Jan 21, 2016
Two-thousand, one-hundred-and-ninety days. That is how long it has been since the Supreme Court decided Citizens United v. Federal Election Commission by a vote of five to four.
So far, we have heard quite a bit from President Obama about the problem of big money in politics. The power of the bully pulpit is partly what makes the presidency so important. The bully pulpit can capture the public's attention; that's a good thing. But it's not enough.
Days after the Supreme Court announced its opinion in 2010, the president warned about the dangers that "revers[ing] a century of law" would bring to our democracy by opening "the floodgates for special interests." Last year, on the fifth anniversary of the decision, Obama (a former constitutional law professor and sitting president at the time of the decision) said that the "Citizens United decision was wrong, and it has caused real harm to our democracy."
This year, in his final State of the Union, the president took significant time to talk about the need for a better politics. In a moment of candor, he said that one of his regrets from his time in office is that he didn't fix some of these problems.
The message -- that we need to do something to reform our democracy, making voting more convenient and free from discrimination, ending gerrymandering, and making sure that the political system is not dominated by the richest citizens and corporations -- is the right one. But the regret is premature.
Obama still has time to make a real and lasting impact on a problem that polls report as one of the most popular to fix regardless of party. Since Citizens United, special interests have spent over $500 million from secret, undisclosed sources. Americans rightly find that bad for democracy, because it makes it harder for them to hold anyone accountable by "following the money." In fact, 91 percent of Democrats and 91 percent of Republicans believe that super-PACs and special-interest groups should have to disclose the source of their funding.

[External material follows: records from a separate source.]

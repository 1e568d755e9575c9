//! Geocoding cache entity for SeaORM.

use sea_orm::Set;
use sea_orm::entity::prelude::*;

#[derive(Clone, Debug, PartialEq, DeriveEntityModel)]
#[sea_orm(table_name = "geos")]
pub struct Model {
    #[sea_orm(primary_key)]
    pub id: i32,
    pub name: String,
    pub latitude: f64,
    pub longitude: f64,
    pub country_code: String,
}

#[derive(Copy, Clone, Debug, EnumIter, DeriveRelation)]
pub enum Relation {
    #[sea_orm(has_many = "super::weather::Entity")]
    Weather,
}

impl Related<super::weather::Entity> for Entity {
    fn to() -> RelationDef {
        Relation::Weather.def()
    }
}

impl ActiveModelBehavior for ActiveModel {}

impl From<Model> for almanac_core::domain::Geo {
    fn from(model: Model) -> Self {
        Self {
            id: model.id,
            name: model.name,
            latitude: model.latitude,
            longitude: model.longitude,
            country_code: model.country_code,
        }
    }
}

impl From<almanac_core::domain::Geo> for ActiveModel {
    fn from(geo: almanac_core::domain::Geo) -> Self {
        Self {
            id: Set(geo.id),
            name: Set(geo.name),
            latitude: Set(geo.latitude),
            longitude: Set(geo.longitude),
            country_code: Set(geo.country_code),
        }
    }
}
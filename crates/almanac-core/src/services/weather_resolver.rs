//! Current weather for a place, through the readings cache.

use std::sync::Arc;
use std::time::Duration;

use chrono::Utc;

use super::GeoResolver;
use crate::domain::{Geo, NewWeather, Weather, WeatherReport, WeatherSource};
use crate::error::{DomainError, RepoError};
use crate::ports::{BaseRepository, WeatherApi, WeatherRepository};

/// Serves weather reports from cached readings while they are fresh, and from
/// the upstream service otherwise.
pub struct WeatherResolver {
    geo: GeoResolver,
    readings: Arc<dyn WeatherRepository>,
    api: Arc<dyn WeatherApi>,
    cache_duration: Duration,
}

impl WeatherResolver {
    pub fn new(
        geo: GeoResolver,
        readings: Arc<dyn WeatherRepository>,
        api: Arc<dyn WeatherApi>,
        cache_duration: Duration,
    ) -> Self {
        Self {
            geo,
            readings,
            api,
            cache_duration,
        }
    }

    pub fn cache_duration(&self) -> Duration {
        self.cache_duration
    }

    /// Weather for `city`, or `None` when the city cannot be geocoded.
    pub async fn for_city(&self, city: &str) -> Result<Option<WeatherReport>, DomainError> {
        match self.geo.resolve(city).await? {
            Some(geo) => self.for_geo(&geo).await.map(Some),
            None => Ok(None),
        }
    }

    /// Weather for an already geocoded place.
    pub async fn for_geo(&self, geo: &Geo) -> Result<WeatherReport, DomainError> {
        let cached = self.readings.latest_for_geo(geo.id).await?;

        match cached {
            None => {
                let reading = self.fetch(geo).await?;
                Ok(WeatherReport::new(geo, &reading, WeatherSource::Api))
            }
            Some(stale) if stale.is_stale(Utc::now(), self.cache_duration) => {
                tracing::debug!(geo_id = geo.id, reading_id = stale.id, "Cached reading is stale");
                let reading = self.fetch(geo).await?;
                match self.readings.delete(stale.id).await {
                    // Already removed by a concurrent purge.
                    Ok(()) | Err(RepoError::NotFound) => {}
                    // The scheduled purge picks the row up later.
                    Err(e) => tracing::warn!(
                        geo_id = geo.id,
                        reading_id = stale.id,
                        error = %e,
                        "Failed to evict stale weather reading"
                    ),
                }
                Ok(WeatherReport::new(geo, &reading, WeatherSource::Api))
            }
            Some(reading) => {
                tracing::debug!(geo_id = geo.id, reading_id = reading.id, "Weather cache hit");
                Ok(WeatherReport::new(geo, &reading, WeatherSource::Cache))
            }
        }
    }

    /// Delete every reading older than the cache duration.
    pub async fn purge_stale(&self) -> Result<u64, DomainError> {
        let max_age = chrono::Duration::from_std(self.cache_duration)
            .map_err(|e| DomainError::Internal(e.to_string()))?;
        let removed = self.readings.delete_older_than(Utc::now() - max_age).await?;

        if removed > 0 {
            tracing::info!(removed, "Purged stale weather readings");
        }
        Ok(removed)
    }

    async fn fetch(&self, geo: &Geo) -> Result<Weather, DomainError> {
        let conditions = self
            .api
            .current_weather(geo.latitude, geo.longitude)
            .await
            .map_err(|e| {
                tracing::warn!(geo_id = geo.id, error = %e, "Weather request failed");
                DomainError::Upstream(e.to_string())
            })?;

        let reading = self
            .readings
            .create(NewWeather {
                geo_id: geo.id,
                date: Utc::now(),
                description: conditions.description,
            })
            .await?;

        tracing::info!(geo_id = geo.id, reading_id = reading.id, "Cached new weather reading");
        Ok(reading)
    }
}

#[cfg(test)]
mod tests {
    use std::sync::Mutex;

    use async_trait::async_trait;
    use chrono::DateTime;

    use super::*;
    use crate::domain::{CurrentConditions, GeocodedPlace, NewGeo};
    use crate::ports::{GeoRepository, WeatherApiError};

    struct NoGeos;

    #[async_trait]
    impl BaseRepository<Geo, i32> for NoGeos {
        async fn find_by_id(&self, _id: i32) -> Result<Option<Geo>, RepoError> {
            Ok(None)
        }

        async fn save(&self, geo: Geo) -> Result<Geo, RepoError> {
            Ok(geo)
        }

        async fn delete(&self, _id: i32) -> Result<(), RepoError> {
            Ok(())
        }
    }

    #[async_trait]
    impl GeoRepository for NoGeos {
        async fn find_by_name(&self, _name: &str) -> Result<Option<Geo>, RepoError> {
            Ok(None)
        }

        async fn create(&self, _geo: NewGeo) -> Result<Geo, RepoError> {
            Err(RepoError::Query("read-only".to_string()))
        }
    }

    /// Readings store whose deletes fail with a query error.
    struct StuckReadings(Mutex<Vec<Weather>>);

    #[async_trait]
    impl BaseRepository<Weather, i32> for StuckReadings {
        async fn find_by_id(&self, id: i32) -> Result<Option<Weather>, RepoError> {
            Ok(self.0.lock().unwrap().iter().find(|w| w.id == id).cloned())
        }

        async fn save(&self, reading: Weather) -> Result<Weather, RepoError> {
            Ok(reading)
        }

        async fn delete(&self, _id: i32) -> Result<(), RepoError> {
            Err(RepoError::Query("connection reset".to_string()))
        }
    }

    #[async_trait]
    impl WeatherRepository for StuckReadings {
        async fn latest_for_geo(&self, geo_id: i32) -> Result<Option<Weather>, RepoError> {
            Ok(self
                .0
                .lock()
                .unwrap()
                .iter()
                .filter(|w| w.geo_id == geo_id)
                .max_by_key(|w| w.date)
                .cloned())
        }

        async fn create(&self, reading: NewWeather) -> Result<Weather, RepoError> {
            let mut rows = self.0.lock().unwrap();
            let reading = Weather {
                id: rows.len() as i32 + 1,
                geo_id: reading.geo_id,
                date: reading.date,
                description: reading.description,
            };
            rows.push(reading.clone());
            Ok(reading)
        }

        async fn delete_older_than(&self, _cutoff: DateTime<Utc>) -> Result<u64, RepoError> {
            Ok(0)
        }
    }

    struct Drizzle;

    #[async_trait]
    impl WeatherApi for Drizzle {
        async fn geocode(&self, _city: &str) -> Result<Option<GeocodedPlace>, WeatherApiError> {
            Ok(None)
        }

        async fn current_weather(
            &self,
            _latitude: f64,
            _longitude: f64,
        ) -> Result<CurrentConditions, WeatherApiError> {
            Ok(CurrentConditions {
                description: "bruine légère".to_string(),
            })
        }
    }

    #[tokio::test]
    async fn test_failed_eviction_still_serves_fresh_reading() {
        let geo = Geo {
            id: 4,
            name: "Brest".to_string(),
            latitude: 48.39,
            longitude: -4.49,
            country_code: "FR".to_string(),
        };
        let old = Weather {
            id: 1,
            geo_id: geo.id,
            date: Utc::now() - chrono::Duration::hours(5),
            description: "averses".to_string(),
        };
        let readings = Arc::new(StuckReadings(Mutex::new(vec![old])));
        let api: Arc<dyn WeatherApi> = Arc::new(Drizzle);
        let resolver = WeatherResolver::new(
            GeoResolver::new(Arc::new(NoGeos), api.clone(), "fr"),
            readings.clone(),
            api,
            Duration::from_secs(3_600),
        );

        let report = resolver.for_geo(&geo).await.unwrap();

        assert_eq!(report.from, WeatherSource::Api);
        assert_eq!(report.weather, "bruine légère");
        // The new reading is cached and wins over the leftover row.
        let latest = readings.latest_for_geo(geo.id).await.unwrap().unwrap();
        assert_eq!(latest.description, "bruine légère");
        assert_eq!(readings.0.lock().unwrap().len(), 2);
    }
}
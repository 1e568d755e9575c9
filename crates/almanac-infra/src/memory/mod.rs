//! In-memory repositories - used when no database is configured, and in tests.
//!
//! Data is lost on process restart.

mod advice;
mod geo;
mod user;
mod weather;

use std::collections::BTreeMap;

pub use advice::{InMemoryAdviceRepository, InMemoryMonthRepository};
pub use geo::InMemoryGeoRepository;
pub use user::InMemoryUserRepository;
pub use weather::InMemoryWeatherRepository;

/// Rows keyed by an auto-incremented id, starting at 1.
struct Table<T> {
    rows: BTreeMap<i32, T>,
    last_id: i32,
}

impl<T: Clone> Table<T> {
    fn new() -> Self {
        Self {
            rows: BTreeMap::new(),
            last_id: 0,
        }
    }

    /// Insert the row built from the next id and return it.
    fn insert_with(&mut self, build: impl FnOnce(i32) -> T) -> T {
        self.last_id += 1;
        let row = build(self.last_id);
        self.rows.insert(self.last_id, row.clone());
        row
    }
}
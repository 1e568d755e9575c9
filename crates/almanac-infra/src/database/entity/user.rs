//! User entity for SeaORM.

use sea_orm::Set;
use sea_orm::entity::prelude::*;

#[derive(Clone, Debug, PartialEq, Eq, DeriveEntityModel)]
#[sea_orm(table_name = "users")]
pub struct Model {
    #[sea_orm(primary_key)]
    pub id: i32,
    #[sea_orm(unique)]
    pub login: String,
    pub password_hash: String,
    pub city: String,
    #[sea_orm(column_type = "JsonBinary")]
    pub roles: Json,
    pub created_at: DateTimeWithTimeZone,
    pub updated_at: DateTimeWithTimeZone,
}

#[derive(Copy, Clone, Debug, EnumIter, DeriveRelation)]
pub enum Relation {}

impl ActiveModelBehavior for ActiveModel {}

fn decode_roles(user_id: i32, roles: Json) -> Vec<String> {
    serde_json::from_value(roles).unwrap_or_else(|e| {
        tracing::warn!(user_id, error = %e, "Unreadable roles column, using default role");
        vec![almanac_core::domain::DEFAULT_ROLE.to_string()]
    })
}

/// Conversion from SeaORM Model to Domain User.
impl From<Model> for almanac_core::domain::User {
    fn from(model: Model) -> Self {
        Self {
            id: model.id,
            roles: decode_roles(model.id, model.roles),
            login: model.login,
            password_hash: model.password_hash,
            city: model.city,
            created_at: model.created_at.into(),
            updated_at: model.updated_at.into(),
        }
    }
}

/// Conversion from Domain User to SeaORM ActiveModel.
impl From<almanac_core::domain::User> for ActiveModel {
    fn from(user: almanac_core::domain::User) -> Self {
        Self {
            id: Set(user.id),
            login: Set(user.login),
            password_hash: Set(user.password_hash),
            city: Set(user.city),
            roles: Set(serde_json::json!(user.roles)),
            created_at: Set(user.created_at.into()),
            updated_at: Set(user.updated_at.into()),
        }
    }
}

#[cfg(test)]
mod tests {
    use chrono::Utc;

    use super::*;

    fn model(roles: Json) -> Model {
        let now: DateTimeWithTimeZone = Utc::now().into();
        Model {
            id: 3,
            login: "jdupont".to_owned(),
            password_hash: "hash".to_owned(),
            city: "Lyon".to_owned(),
            roles,
            created_at: now,
            updated_at: now,
        }
    }

    #[test]
    fn test_roles_are_decoded() {
        let user: almanac_core::domain::User =
            model(serde_json::json!(["ROLE_USER", "ROLE_ADMIN"])).into();
        assert_eq!(user.roles, vec!["ROLE_USER", "ROLE_ADMIN"]);
    }

    #[test]
    fn test_corrupt_roles_fall_back_to_default() {
        let user: almanac_core::domain::User = model(serde_json::json!({"admin": true})).into();
        assert_eq!(user.roles, vec!["ROLE_USER"]);
        assert_eq!(user.login, "jdupont");
    }
}
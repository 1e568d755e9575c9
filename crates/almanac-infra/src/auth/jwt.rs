//! JWT token service implementation.

use chrono::{TimeDelta, Utc};
use jsonwebtoken::{DecodingKey, EncodingKey, Header, Validation, decode, encode};
use serde::{Deserialize, Serialize};

use almanac_core::ports::{AuthError, TokenClaims, TokenService};

const DEFAULT_SECRET: &str = "change-me-in-production";

/// JWT token service configuration.
#[derive(Debug, Clone)]
pub struct JwtConfig {
    pub secret: String,
    pub expiration_hours: i64,
    pub issuer: String,
}

impl Default for JwtConfig {
    fn default() -> Self {
        Self {
            secret: DEFAULT_SECRET.to_string(),
            expiration_hours: 24,
            issuer: "almanac-api".to_string(),
        }
    }
}

impl JwtConfig {
    pub fn from_env() -> Self {
        let secret = std::env::var("JWT_SECRET").unwrap_or_else(|_| DEFAULT_SECRET.to_string());

        if secret == DEFAULT_SECRET {
            let is_production = std::env::var("RUST_ENV")
                .map(|v| v == "production" || v == "prod")
                .unwrap_or(false);

            if is_production {
                tracing::error!(
                    "SECURITY: Using default JWT secret in production! Set JWT_SECRET environment variable."
                );
            } else {
                tracing::warn!("Using default JWT secret. Set JWT_SECRET for production use.");
            }
        }

        Self {
            secret,
            expiration_hours: std::env::var("JWT_EXPIRATION_HOURS")
                .ok()
                .and_then(|s| s.parse().ok())
                .unwrap_or(24),
            issuer: std::env::var("JWT_ISSUER").unwrap_or_else(|_| "almanac-api".to_string()),
        }
    }
}

#[derive(Debug, Serialize, Deserialize)]
struct Claims {
    sub: String, // user id
    login: String,
    roles: Vec<String>,
    exp: i64,
    iat: i64,
    iss: String,
}

/// HS256 token service.
pub struct JwtTokenService {
    encoding_key: EncodingKey,
    decoding_key: DecodingKey,
    config: JwtConfig,
}

impl JwtTokenService {
    pub fn new(config: JwtConfig) -> Self {
        let encoding_key = EncodingKey::from_secret(config.secret.as_bytes());
        let decoding_key = DecodingKey::from_secret(config.secret.as_bytes());

        Self {
            encoding_key,
            decoding_key,
            config,
        }
    }

    pub fn from_env() -> Self {
        Self::new(JwtConfig::from_env())
    }
}

impl TokenService for JwtTokenService {
    fn generate_token(
        &self,
        user_id: i32,
        login: &str,
        roles: Vec<String>,
    ) -> Result<String, AuthError> {
        let now = Utc::now();
        let exp = now + TimeDelta::hours(self.config.expiration_hours);

        let claims = Claims {
            sub: user_id.to_string(),
            login: login.to_string(),
            roles,
            exp: exp.timestamp(),
            iat: now.timestamp(),
            iss: self.config.issuer.clone(),
        };

        encode(&Header::default(), &claims, &self.encoding_key)
            .map_err(|e| AuthError::InvalidToken(e.to_string()))
    }

    fn validate_token(&self, token: &str) -> Result<TokenClaims, AuthError> {
        let mut validation = Validation::default();
        validation.set_issuer(&[&self.config.issuer]);

        let token_data = decode::<Claims>(token, &self.decoding_key, &validation).map_err(|e| {
            match e.kind() {
                jsonwebtoken::errors::ErrorKind::ExpiredSignature => AuthError::TokenExpired,
                _ => AuthError::InvalidToken(e.to_string()),
            }
        })?;

        let user_id = token_data
            .claims
            .sub
            .parse::<i32>()
            .map_err(|e| AuthError::InvalidToken(e.to_string()))?;

        Ok(TokenClaims {
            user_id,
            login: token_data.claims.login,
            roles: token_data.claims.roles,
            exp: token_data.claims.exp,
        })
    }

    fn expiration_seconds(&self) -> i64 {
        self.config.expiration_hours * 3600
    }
}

The president's exact words last week were inspiring:
[D]emocracy breaks down when the average person feels their voice doesn't matter; that the system is rigged in favor of the rich or the powerful or some narrow interest. ...
We have to change the system to reflect our better selves. ...
We have to reduce the influence of money in our politics, so that a handful of families and hidden interests can't bankroll our elections. And if our existing approach to campaign finance can't pass muster in the courts, we need to work together to find a real solution.
In great news for the president, the solutions are easily accessible and while some of them are out of reach for the chief executive to do on his own, some far-reaching reforms are well within his authority. For example, the president could issue an executive order requiring contractor donations to be disclosed in a centralized database, shining a light on 70 percent of the Fortune 100 companies' political spending. For the 2016 cycle, $5.52 million in secret money expenditures have already been made. That's more than four times the $1.18 million that was spent at this point during the 2012 cycle.
The president also mentioned in his speech that he would be touring the states and calling on them to pass reforms. That is an important part of reforming our system and we applaud this choice. While traveling, he should encourage states and localities to institute small-donor systems to finance elections. In November 2015, voters in Maine and Seattle just adopted new small-donor systems by double-digit margins, and more should follow suit. Under such programs, qualified candidates for local or state office run for office with a mixture of small donations and limited public funds, transforming elections. For example, in New York City, about 90 percent of candidates in the most recent election participated in the program, and were able to reach out to their own constituents rather than focus all their attention on wealthy, out-of-district donors. The president should also encourage states to enhance disclosure and call on Congress to pass a constitutional amendment to overturn Citizens United and send to states for ratification.
And even though Congress is prone to gridlock, he should renew his calls on Congress to act and pass the Disclose Act, an updated presidential public financing system and a congressional public financing system to build on the momentum we are seeing in the states to lessen the power of moneyed interests.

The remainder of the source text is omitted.